На месте решительно все, кто имеет отношение к фильму. Делать им особо нечего: еды нет, туалет на улице, а пакетики чая и растворимый кофе – в конце холодного коридора, за покрытым пятнами от расплескавшейся бурды столом. Профессор Фокс фланирует среди воинов, жмет им руки и подмигивает. Художник по костюмам Дженни Бивен, постоянный соратник Джеймса Айвори и Франко Дзеффирелли, обладательница «Оскара» за «Комнату с видом», оказывается невысокой полноватой женщиной с простодушным, осторожно подкрашенным лицом: так могла бы выглядеть одна из товарок мисс Марпл в телефильме по Агате Кристи. Словно рассказывая только что услышанную новость, она сообщает, что, оказывается, сделала к «Александру» 2000 костюмов. Это ее самая большая коллекция: «А взяли меня в проект девять месяцев назад, и я ничего, ну ничего не знала про одежду тех времен». На мой нехитрый вопрос, как она выбирала длину туник, Дженни задумывается.

– Ну-у… Вообще-то, есть расписные вазы – на них туники у мужчин весьма-весьма короткие. Я, конечно, решила поэкспериментировать с длиной: в конце концов, говорят, средний рост современного человека несколько выше. Но когда я попробовала длиннее – выходило совсем уж как юбочка. А короче – ноги выходили как-то… помясистей. Да, помясистей. Это было ни к чему – у нас на главных ролях двенадцать пар великолепных мужских ног, лучших в Голливуде. И, по сути, поставив поначалу под сомнение пригодность греческого кроя для кино, я была вынуждена признать идеальность их расчетов.

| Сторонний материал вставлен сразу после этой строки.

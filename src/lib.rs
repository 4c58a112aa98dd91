//! bash-cst - A concrete syntax tree parser for bash scripts
//!
//! This library parses bash source text into a lossless concrete syntax
//! tree: every byte of the input is covered, malformed input yields `ERROR`
//! nodes plus error records instead of a failure, and node kinds follow the
//! stable schema used by editors and linters.
//!
//! ```
//! let tree = bash_cst::parse("echo hello | wc -c");
//! assert_eq!(
//!     tree.to_sexp(),
//!     "(program (pipeline (command (command_name (word)) (word)) \
//!      (command (command_name (word)) (word))))"
//! );
//! assert_eq!(tree.reconstruct(), "echo hello | wc -c");
//! ```

pub mod cst;
pub mod parser;

pub use cst::{Node, NodeKind, Span, Tree};
pub use parser::{CancellationToken, ErrorKind, ParseError, ParseOptions, Parser};

/// Parse `source` with default options
pub fn parse(source: &str) -> Tree {
    Parser::new(source).parse()
}
//! Parser Types and Constants
//!
//! Shared types, limits, options, and error records used across parser
//! modules.

use serde::{Deserialize, Serialize};
use std::fmt;
use std::sync::atomic::{AtomicBool, Ordering};
use std::sync::Arc;
use thiserror::Error;

use crate::cst::types::Span;

// Parser limits to prevent hangs and resource exhaustion
pub const MAX_PARSER_DEPTH: usize = 200; // Max recursion depth for nested constructs
pub const MAX_STATEMENTS: usize = 100_000; // Max statement boundaries per parse

// =============================================================================
// ERRORS
// =============================================================================

/// Category of a recovered parse error
#[derive(Debug, Clone, Copy, PartialEq, Eq, Hash, Serialize)]
#[serde(rename_all = "snake_case")]
pub enum ErrorKind {
    /// No token matches at the current position under the active mode
    LexFailure,
    /// The token stream matches no grammar alternative here
    SyntaxError,
    /// End of input inside a quote, expansion, heredoc, or bracketed construct
    UnterminatedConstruct,
    /// Nesting depth or statement budget exhausted; the parse was halted
    LimitExceeded,
    /// The caller cancelled the parse
    Cancelled,
}

impl ErrorKind {
    pub fn as_str(&self) -> &'static str {
        match self {
            Self::LexFailure => "lex failure",
            Self::SyntaxError => "syntax error",
            Self::UnterminatedConstruct => "unterminated construct",
            Self::LimitExceeded => "limit exceeded",
            Self::Cancelled => "cancelled",
        }
    }
}

impl fmt::Display for ErrorKind {
    fn fmt(&self, f: &mut fmt::Formatter<'_>) -> fmt::Result {
        f.write_str(self.as_str())
    }
}

/// A recovered error. The tree is still complete when these are present.
#[derive(Debug, Clone, PartialEq, Eq, Error, Serialize)]
#[error("{kind} at {line}:{column}: {message}")]
pub struct ParseError {
    pub kind: ErrorKind,
    pub span: Span,
    pub line: usize,
    pub column: usize,
    pub message: String,
}

impl ParseError {
    pub fn new(
        kind: ErrorKind,
        span: Span,
        line: usize,
        column: usize,
        message: impl Into<String>,
    ) -> Self {
        Self {
            kind,
            span,
            line,
            column,
            message: message.into(),
        }
    }
}

// =============================================================================
// OPTIONS
// =============================================================================

/// Tunable limits for a parse
#[derive(Debug, Clone, PartialEq, Eq, Serialize, Deserialize)]
#[serde(default)]
pub struct ParseOptions {
    /// Maximum nesting of statements, literals, and sub-expressions
    pub max_depth: usize,
    /// Statement boundaries allowed before the parse is halted
    pub max_statements: Option<usize>,
}

impl Default for ParseOptions {
    fn default() -> Self {
        Self {
            max_depth: MAX_PARSER_DEPTH,
            max_statements: Some(MAX_STATEMENTS),
        }
    }
}

/// Cooperative cancellation flag, probed at every statement boundary.
///
/// Clones share the flag, so one clone can be handed to the parse and
/// another kept by the caller.
#[derive(Debug, Clone, Default)]
pub struct CancellationToken(Arc<AtomicBool>);

impl CancellationToken {
    pub fn new() -> Self {
        Self::default()
    }

    pub fn cancel(&self) {
        self.0.store(true, Ordering::Relaxed);
    }

    pub fn is_cancelled(&self) -> bool {
        self.0.load(Ordering::Relaxed)
    }
}

#[cfg(test)]
mod tests {
    use super::*;

    #[test]
    fn test_error_display() {
        let err = ParseError::new(
            ErrorKind::UnterminatedConstruct,
            Span::new(0, 9),
            1,
            1,
            "unterminated string",
        );
        assert_eq!(
            err.to_string(),
            "unterminated construct at 1:1: unterminated string"
        );
    }

    #[test]
    fn test_options_deserialize_with_defaults() {
        let options: ParseOptions = serde_json::from_str(r#"{"max_depth": 8}"#).unwrap();
        assert_eq!(options.max_depth, 8);
        assert_eq!(options.max_statements, Some(MAX_STATEMENTS));
    }

    #[test]
    fn test_cancellation_token_is_shared() {
        let token = CancellationToken::new();
        let clone = token.clone();
        assert!(!clone.is_cancelled());
        token.cancel();
        assert!(clone.is_cancelled());
    }

    #[test]
    fn test_error_kind_serializes_snake_case() {
        let json = serde_json::to_string(&ErrorKind::LexFailure).unwrap();
        assert_eq!(json, "\"lex_failure\"");
    }
}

Контролер художественного подразделения Джонатан МакКинстри подводит меня к окну опочивальни – и я вижу внизу небоскребы ночного Вавилона: прямоугольные башни, картинка как будто из фантастического фильма 20-х годов.

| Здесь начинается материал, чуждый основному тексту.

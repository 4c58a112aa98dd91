//! Trivia Skipper
//!
//! Advances past whitespace, line continuations (`\` followed by a line
//! break), and `#` comments. Trivia never becomes a node of its own; comment
//! spans are reported back so the tree can carry them as `comment` leaves.

use crate::cst::types::Span;

/// What counts as trivia at a given token boundary
#[derive(Debug, Clone, Copy, PartialEq, Eq)]
pub struct TriviaRules {
    /// `\n` is skipped instead of being returned as a token
    pub newlines: bool,
    /// `#` at a word boundary starts a comment
    pub comments: bool,
}

/// Skip trivia starting at `pos` and return the offset of the next
/// meaningful byte. Comments found along the way are pushed to `comments`.
pub fn skip(src: &str, pos: usize, rules: TriviaRules, comments: &mut Vec<Span>) -> usize {
    let bytes = src.as_bytes();
    let mut i = pos;
    while i < bytes.len() {
        match bytes[i] {
            b' ' | b'\t' | b'\r' | 0x0b | 0x0c => i += 1,
            b'\n' if rules.newlines => i += 1,
            b'\\' => match line_continuation_len(bytes, i) {
                Some(len) => i += len,
                None => break,
            },
            b'#' if rules.comments && comment_may_start(bytes, i) => {
                let end = memchr_newline(bytes, i);
                comments.push(Span::new(i, end));
                i = end;
            }
            _ => break,
        }
    }
    i
}

/// True when `text` consists only of trivia that [`skip`] would consume
/// with newlines allowed. Comments are not included; they are leaves.
pub fn is_trivia(text: &str) -> bool {
    let bytes = text.as_bytes();
    let mut i = 0;
    while i < bytes.len() {
        match bytes[i] {
            b' ' | b'\t' | b'\r' | b'\n' | 0x0b | 0x0c => i += 1,
            b'\\' => match line_continuation_len(bytes, i) {
                Some(len) => i += len,
                None => return false,
            },
            _ => return false,
        }
    }
    true
}

/// Length of a `\`-newline (or `\`-CRLF) continuation at `i`
pub fn line_continuation_len(bytes: &[u8], i: usize) -> Option<usize> {
    match (bytes.get(i), bytes.get(i + 1), bytes.get(i + 2)) {
        (Some(b'\\'), Some(b'\n'), _) => Some(2),
        (Some(b'\\'), Some(b'\r'), Some(b'\n')) => Some(3),
        _ => None,
    }
}

/// A `#` only opens a comment at the start of a word
fn comment_may_start(bytes: &[u8], i: usize) -> bool {
    i == 0
        || matches!(
            bytes[i - 1],
            b' ' | b'\t' | b'\r' | b'\n' | b';' | b'&' | b'|' | b'(' | b')' | b'<' | b'>' | 0x0b | 0x0c
        )
}

fn memchr_newline(bytes: &[u8], from: usize) -> usize {
    bytes[from..]
        .iter()
        .position(|&b| b == b'\n')
        .map_or(bytes.len(), |p| from + p)
}

#[cfg(test)]
mod tests {
    use super::*;

    const COMMAND: TriviaRules = TriviaRules {
        newlines: false,
        comments: true,
    };

    #[test]
    fn test_skip_spaces_and_tabs() {
        let mut comments = Vec::new();
        assert_eq!(skip("  \tx", 0, COMMAND, &mut comments), 3);
        assert!(comments.is_empty());
    }

    #[test]
    fn test_skip_stops_at_newline_when_significant() {
        let mut comments = Vec::new();
        assert_eq!(skip("  \nx", 0, COMMAND, &mut comments), 2);
    }

    #[test]
    fn test_skip_line_continuation() {
        let mut comments = Vec::new();
        assert_eq!(skip(" \\\n  x", 0, COMMAND, &mut comments), 5);
    }

    #[test]
    fn test_skip_records_comment() {
        let mut comments = Vec::new();
        let src = "  # note\nx";
        assert_eq!(skip(src, 0, COMMAND, &mut comments), 8);
        assert_eq!(comments, vec![Span::new(2, 8)]);
    }

    #[test]
    fn test_hash_inside_word_is_not_comment() {
        let mut comments = Vec::new();
        // Position 3 follows a closing quote with no space: part of a word
        assert_eq!(skip("\"a\"#b", 3, COMMAND, &mut comments), 3);
        assert!(comments.is_empty());
    }

    #[test]
    fn test_comments_disabled() {
        let mut comments = Vec::new();
        let rules = TriviaRules {
            newlines: true,
            comments: false,
        };
        assert_eq!(skip(" #x", 0, rules, &mut comments), 1);
    }

    #[test]
    fn test_is_trivia() {
        assert!(is_trivia(" \t\n\\\n"));
        assert!(!is_trivia(" x"));
        assert!(!is_trivia("\\ "));
    }
}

– Правда, он оказался футуристическим? – говорит МакКинстри с интонацией, с какой отец спрашивает у гостя: «Не правда ли, у меня растет смышленый малыш?»

– Я думал, что виды из окон больше не рисуют на задниках…

– К сожалению, эти виды тоже придется дорисовывать на компьютере. Нет, я-то всегда был за свободу, которую дает оператору компьютерная графика, но Оливер – это он настоял на задниках – ужасный ретроград.

Эти веселые, милые люди, рассказывающие о своих изделиях так ласково, напоминают мне участников конкурса «Умелые руки», только созданные ими сокровища и впрямь настоящие. Я, понятное дело, кошусь на Фаррелла. Тот тоже косится – чуть-чуть, как вожак стаи, на территории которой нарисовалось непонятное существо. После каждого дубля он, не самый высокий и не самый крупный из «двенадцати пар великолепных ног», неизбежно оказывается в центре внимания, ступенькой выше остальных, что-то вещающим, очерчивая дуги своей интонации непотухающей сигареткой.

После четырех звонков мой интерес несколько слабеет, и я растекаюсь по ступенькам. Тут-то, когда он становится мне чуть менее интересен, чем перспектива выпить стакан виски и закусить кровавым стейком, царя и подводят ко мне. Я протягиваю руку вверх: «Леша». Он, слегка передернувшись, как будто его самолюбие ущемило, что у кого-то здесь более дурацкие имя и акцент, чем у него, обнимает мою ладонь своей и отвечает: «Колин».

Я читал, что когда его, неизвестного за пределами Дублина актера и дебошира, ангажировали в Голливуд в 2000 году, он так нервничал на приемах, что зверски напивался и потом шел в наступление на Тома Круза с номерами типа «А в жизни ты ничего, лучше, чем в кино» или «Видел когда-нибудь необрезанный член?» Меня пленило, что теперь, зарабатывая по 10 миллионов за роль, превратившись из прыщавого щуплого брюнета с вечно порезанным подбородком (по данным журнала Vanity Fair, он всегда резался при бритье, потому что брился до завтрака, состоящего из пачки сигарет и трех бутылок пива) в блондина с младенческой кожей и flexible мускулатурой, он не растерял этого нерва, и первую пару минут интервью он, как будто и не актер вовсе, не знает, куда девать руки, трясется, треплет себя за лицо и еле прикуривает очередную сигарету. Впрочем, пару раз сострив, он вернет самообладание и отчалит возрожденным царем. И еще: почти каждую фразу он начинает с протяжного и весьма дурацкого «е-е-е-е», как в первом слоге слова «перец».

– Каков ваш Александр?

– Очень одинокий, потерянный. В бегах. Испытывает судьбу. Любопытный до чужих культур, народов, верований. Он достиг славы, но какой ценой – потеряв лучшего и, пожалуй, единственного, самого верного друга.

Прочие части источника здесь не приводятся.